(Stored data entries)
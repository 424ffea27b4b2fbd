use shared::{
    config::DatabaseConfig,
    error::{AppError, AppResult},
};
use sqlx::{postgres::PgConnectOptions, PgPool};

pub mod model;

fn make_pg_connect_options(cfg: &DatabaseConfig) -> PgConnectOptions {
    PgConnectOptions::new()
        .host(&cfg.host)
        .port(cfg.port)
        .username(&cfg.username)
        .password(&cfg.password)
        .database(&cfg.database)
}

#[derive(Clone)]
pub struct ConnectionPool(PgPool);

impl ConnectionPool {
    pub fn new(pool: PgPool) -> Self {
        Self(pool)
    }

    pub fn inner_ref(&self) -> &PgPool {
        &self.0
    }

    pub async fn migrate(&self) -> AppResult<()> {
        sqlx::migrate!("./migrations")
            .run(&self.0)
            .await
            .map_err(|e| AppError::SpecificOperationError(e.into()))
    }
}

pub fn connect_database_with(cfg: &DatabaseConfig) -> ConnectionPool {
    ConnectionPool(PgPool::connect_lazy_with(make_pg_connect_options(cfg)))
}
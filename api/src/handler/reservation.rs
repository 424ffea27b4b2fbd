use axum::{extract::State, http::StatusCode, Json};
use garde::Validate;
use registry::AppRegistry;
use shared::error::AppResult;

use crate::model::reservation::{CreateReservationRequest, CreateReservationResponse};

pub async fn create_reservation(
    State(registry): State<AppRegistry>,
    Json(req): Json<CreateReservationRequest>,
) -> AppResult<(StatusCode, Json<CreateReservationResponse>)> {
    req.validate(&())?;

    registry
        .write_guard()
        .commit(req.into())
        .await
        .map(|committed| (StatusCode::CREATED, Json(committed.into())))
}
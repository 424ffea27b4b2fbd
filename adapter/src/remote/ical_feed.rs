use async_trait::async_trait;
use kernel::{model::calendar::looks_like_calendar, repository::calendar_feed::CalendarFeedRepository};
use reqwest::{header::ACCEPT, Client};
use shared::{
    config::CalendarConfig,
    error::{AppError, AppResult},
};

use super::parse_web_url;

/// Largest calendar body accepted from an upstream host.
pub const MAX_FEED_BYTES: usize = 4 * 1024 * 1024;

/// Server-side fetcher for external calendar feeds. The browser never talks
/// to the calendar host directly.
pub struct IcalFeedClient {
    client: Client,
    max_body_bytes: usize,
}

impl IcalFeedClient {
    pub fn new(cfg: &CalendarConfig) -> AppResult<Self> {
        let client = Client::builder()
            .timeout(cfg.fetch_timeout)
            .build()
            .map_err(AppError::UpstreamRequestError)?;
        Ok(Self {
            client,
            max_body_bytes: MAX_FEED_BYTES,
        })
    }

    pub fn with_body_limit(mut self, max_body_bytes: usize) -> Self {
        self.max_body_bytes = max_body_bytes;
        self
    }

    fn too_large(&self) -> AppError {
        AppError::ExternalServiceError(format!(
            "calendar body exceeds {} bytes",
            self.max_body_bytes
        ))
    }
}

#[async_trait]
impl CalendarFeedRepository for IcalFeedClient {
    async fn fetch_feed(&self, url: &str) -> AppResult<String> {
        let url = parse_web_url(url)?;

        let mut res = self
            .client
            .get(url)
            .header(ACCEPT, "text/calendar")
            .send()
            .await
            .map_err(AppError::UpstreamRequestError)?;

        let status = res.status();
        if !status.is_success() {
            return Err(AppError::ExternalServiceError(format!(
                "calendar host answered {status}"
            )));
        }

        if res
            .content_length()
            .is_some_and(|len| len > self.max_body_bytes as u64)
        {
            return Err(self.too_large());
        }
        let mut raw = Vec::new();
        while let Some(chunk) = res.chunk().await.map_err(AppError::UpstreamRequestError)? {
            if raw.len() + chunk.len() > self.max_body_bytes {
                return Err(self.too_large());
            }
            raw.extend_from_slice(&chunk);
        }

        let body = String::from_utf8(raw).map_err(|_| {
            AppError::NotCalendarContent("upstream response is not UTF-8 text".into())
        })?;
        if !looks_like_calendar(&body) {
            return Err(AppError::NotCalendarContent(
                "upstream response is not an iCal calendar".into(),
            ));
        }
        Ok(body)
    }
}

Requirement | Copy the lines of the data above exactly as written, beginning with the line containing "pub const MAX_FEED_BYTES: usize" and ending with the line containing "let mut res = self", and leave out all other lines.

Exercise response |
pub const MAX_FEED_BYTES: usize = 4 * 1024 * 1024;

/// Server-side fetcher for external calendar feeds. The browser never talks
/// to the calendar host directly.
pub struct IcalFeedClient {
    client: Client,
    max_body_bytes: usize,
}

impl IcalFeedClient {
    pub fn new(cfg: &CalendarConfig) -> AppResult<Self> {
        let client = Client::builder()
            .timeout(cfg.fetch_timeout)
            .build()
            .map_err(AppError::UpstreamRequestError)?;
        Ok(Self {
            client,
            max_body_bytes: MAX_FEED_BYTES,
        })
    }

    pub fn with_body_limit(mut self, max_body_bytes: usize) -> Self {
        self.max_body_bytes = max_body_bytes;
        self
    }

    fn too_large(&self) -> AppError {
        AppError::ExternalServiceError(format!(
            "calendar body exceeds {} bytes",
            self.max_body_bytes
        ))
    }
}

#[async_trait]
impl CalendarFeedRepository for IcalFeedClient {
    async fn fetch_feed(&self, url: &str) -> AppResult<String> {
        let url = parse_web_url(url)?;

        let mut res = self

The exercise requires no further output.